Each line of the data needs to be transcribed exactly.

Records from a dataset
-*-

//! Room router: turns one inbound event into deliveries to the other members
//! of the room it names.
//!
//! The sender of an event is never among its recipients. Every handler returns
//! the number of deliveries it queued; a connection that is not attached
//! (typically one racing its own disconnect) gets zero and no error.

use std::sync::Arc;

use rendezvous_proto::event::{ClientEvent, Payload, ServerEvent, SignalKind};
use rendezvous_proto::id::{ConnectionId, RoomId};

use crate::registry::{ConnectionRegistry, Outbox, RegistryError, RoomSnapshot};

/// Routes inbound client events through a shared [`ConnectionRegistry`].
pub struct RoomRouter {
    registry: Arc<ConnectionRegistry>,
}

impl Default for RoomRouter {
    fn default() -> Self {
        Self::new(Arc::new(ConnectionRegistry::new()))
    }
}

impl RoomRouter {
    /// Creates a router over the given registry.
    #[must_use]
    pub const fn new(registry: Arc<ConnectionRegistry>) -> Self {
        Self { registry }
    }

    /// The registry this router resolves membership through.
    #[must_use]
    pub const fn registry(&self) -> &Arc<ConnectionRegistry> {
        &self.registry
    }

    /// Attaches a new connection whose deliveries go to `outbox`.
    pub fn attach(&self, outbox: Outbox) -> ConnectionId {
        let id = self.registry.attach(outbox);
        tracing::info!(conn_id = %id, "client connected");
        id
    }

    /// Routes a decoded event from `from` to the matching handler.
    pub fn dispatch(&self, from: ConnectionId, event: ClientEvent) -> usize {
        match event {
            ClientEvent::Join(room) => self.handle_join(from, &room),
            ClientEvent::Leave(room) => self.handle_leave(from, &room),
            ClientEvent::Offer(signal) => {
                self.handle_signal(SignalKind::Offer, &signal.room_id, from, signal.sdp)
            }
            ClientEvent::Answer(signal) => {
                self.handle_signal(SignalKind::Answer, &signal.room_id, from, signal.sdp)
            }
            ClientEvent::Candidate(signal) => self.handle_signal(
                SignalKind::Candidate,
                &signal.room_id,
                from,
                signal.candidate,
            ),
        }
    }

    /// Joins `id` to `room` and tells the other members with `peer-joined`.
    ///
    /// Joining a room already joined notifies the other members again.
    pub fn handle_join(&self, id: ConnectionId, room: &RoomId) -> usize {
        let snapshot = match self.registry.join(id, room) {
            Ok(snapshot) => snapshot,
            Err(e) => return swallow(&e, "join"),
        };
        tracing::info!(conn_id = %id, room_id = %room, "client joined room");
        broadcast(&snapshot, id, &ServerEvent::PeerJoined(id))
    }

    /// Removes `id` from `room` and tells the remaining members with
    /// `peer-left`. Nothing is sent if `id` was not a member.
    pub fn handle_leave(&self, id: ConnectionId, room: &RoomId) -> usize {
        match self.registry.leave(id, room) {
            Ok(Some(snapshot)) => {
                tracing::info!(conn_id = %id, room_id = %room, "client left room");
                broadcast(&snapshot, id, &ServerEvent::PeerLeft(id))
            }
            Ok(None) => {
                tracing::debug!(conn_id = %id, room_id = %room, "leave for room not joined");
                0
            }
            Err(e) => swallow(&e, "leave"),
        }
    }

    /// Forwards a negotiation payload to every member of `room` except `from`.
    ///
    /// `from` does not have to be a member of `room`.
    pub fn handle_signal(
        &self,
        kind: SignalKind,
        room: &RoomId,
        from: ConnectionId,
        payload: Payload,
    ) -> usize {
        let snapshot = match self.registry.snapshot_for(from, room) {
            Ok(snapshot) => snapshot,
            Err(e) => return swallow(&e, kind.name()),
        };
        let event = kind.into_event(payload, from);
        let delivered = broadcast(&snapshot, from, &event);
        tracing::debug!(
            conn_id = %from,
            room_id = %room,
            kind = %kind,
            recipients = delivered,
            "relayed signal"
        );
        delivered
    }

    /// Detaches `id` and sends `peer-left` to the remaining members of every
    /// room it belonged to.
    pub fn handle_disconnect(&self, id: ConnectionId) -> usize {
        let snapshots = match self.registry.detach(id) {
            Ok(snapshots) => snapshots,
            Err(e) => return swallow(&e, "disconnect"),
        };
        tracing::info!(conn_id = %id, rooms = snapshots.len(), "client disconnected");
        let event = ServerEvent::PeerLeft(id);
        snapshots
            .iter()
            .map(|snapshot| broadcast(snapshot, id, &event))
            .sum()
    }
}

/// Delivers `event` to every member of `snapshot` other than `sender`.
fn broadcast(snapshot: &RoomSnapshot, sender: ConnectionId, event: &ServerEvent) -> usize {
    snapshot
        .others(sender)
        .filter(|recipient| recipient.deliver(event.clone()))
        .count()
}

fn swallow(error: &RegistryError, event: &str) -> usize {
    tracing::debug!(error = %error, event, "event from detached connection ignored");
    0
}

-*-

◆ ANSWER
//! Room router: turns one inbound event into deliveries to the other members
//! of the room it names.
//!
//! The sender of an event is never among its recipients. Every handler returns
//! the number of deliveries it queued; a connection that is not attached
//! (typically one racing its own disconnect) gets zero and no error.

use std::sync::Arc;

use rendezvous_proto::event::{ClientEvent, Payload, ServerEvent, SignalKind};
use rendezvous_proto::id::{ConnectionId, RoomId};

use crate::registry::{ConnectionRegistry, Outbox, RegistryError, RoomSnapshot};

/// Routes inbound client events through a shared [`ConnectionRegistry`].
pub struct RoomRouter {
    registry: Arc<ConnectionRegistry>,
}

impl Default for RoomRouter {
    fn default() -> Self {
        Self::new(Arc::new(ConnectionRegistry::new()))
    }
}

impl RoomRouter {
    /// Creates a router over the given registry.
    #[must_use]
    pub const fn new(registry: Arc<ConnectionRegistry>) -> Self {
        Self { registry }
    }

    /// The registry this router resolves membership through.
    #[must_use]
    pub const fn registry(&self) -> &Arc<ConnectionRegistry> {
        &self.registry
    }

    /// Attaches a new connection whose deliveries go to `outbox`.
    pub fn attach(&self, outbox: Outbox) -> ConnectionId {
        let id = self.registry.attach(outbox);
        tracing::info!(conn_id = %id, "client connected");
        id
    }

    /// Routes a decoded event from `from` to the matching handler.
    pub fn dispatch(&self, from: ConnectionId, event: ClientEvent) -> usize {
        match event {
            ClientEvent::Join(room) => self.handle_join(from, &room),
            ClientEvent::Leave(room) => self.handle_leave(from, &room),
            ClientEvent::Offer(signal) => {
                self.handle_signal(SignalKind::Offer, &signal.room_id, from, signal.sdp)
            }
            ClientEvent::Answer(signal) => {
                self.handle_signal(SignalKind::Answer, &signal.room_id, from, signal.sdp)
            }
            ClientEvent::Candidate(signal) => self.handle_signal(
                SignalKind::Candidate,
                &signal.room_id,
                from,
                signal.candidate,
            ),
        }
    }

    /// Joins `id` to `room` and tells the other members with `peer-joined`.
    ///
    /// Joining a room already joined notifies the other members again.
    pub fn handle_join(&self, id: ConnectionId, room: &RoomId) -> usize {
        let snapshot = match self.registry.join(id, room) {
            Ok(snapshot) => snapshot,
            Err(e) => return swallow(&e, "join"),
        };
        tracing::info!(conn_id = %id, room_id = %room, "client joined room");
        broadcast(&snapshot, id, &ServerEvent::PeerJoined(id))
    }

    /// Removes `id` from `room` and tells the remaining members with
    /// `peer-left`. Nothing is sent if `id` was not a member.
    pub fn handle_leave(&self, id: ConnectionId, room: &RoomId) -> usize {
        match self.registry.leave(id, room) {
            Ok(Some(snapshot)) => {
                tracing::info!(conn_id = %id, room_id = %room, "client left room");
                broadcast(&snapshot, id, &ServerEvent::PeerLeft(id))
            }
            Ok(None) => {
                tracing::debug!(conn_id = %id, room_id = %room, "leave for room not joined");
                0
            }
            Err(e) => swallow(&e, "leave"),
        }
    }

    /// Forwards a negotiation payload to every member of `room` except `from`.
    ///
    /// `from` does not have to be a member of `room`.
    pub fn handle_signal(
        &self,
        kind: SignalKind,
        room: &RoomId,
        from: ConnectionId,
        payload: Payload,
    ) -> usize {
        let snapshot = match self.registry.snapshot_for(from, room) {
            Ok(snapshot) => snapshot,
            Err(e) => return swallow(&e, kind.name()),
        };
        let event = kind.into_event(payload, from);
        let delivered = broadcast(&snapshot, from, &event);
        tracing::debug!(
            conn_id = %from,
            room_id = %room,
            kind = %kind,
            recipients = delivered,
            "relayed signal"
        );
        delivered
    }

    /// Detaches `id` and sends `peer-left` to the remaining members of every
    /// room it belonged to.
    pub fn handle_disconnect(&self, id: ConnectionId) -> usize {
        let snapshots = match self.registry.detach(id) {
            Ok(snapshots) => snapshots,
            Err(e) => return swallow(&e, "disconnect"),
        };
        tracing::info!(conn_id = %id, rooms = snapshots.len(), "client disconnected");
        let event = ServerEvent::PeerLeft(id);
        snapshots
            .iter()
            .map(|snapshot| broadcast(snapshot, id, &event))
            .sum()
    }
}

/// Delivers `event` to every member of `snapshot` other than `sender`.
fn broadcast(snapshot: &RoomSnapshot, sender: ConnectionId, event: &ServerEvent) -> usize {
    snapshot
        .others(sender)
        .filter(|recipient| recipient.deliver(event.clone()))
        .count()
}

fn swallow(error: &RegistryError, event: &str) -> usize {
    tracing::debug!(error = %error, event, "event from detached connection ignored");
    0
}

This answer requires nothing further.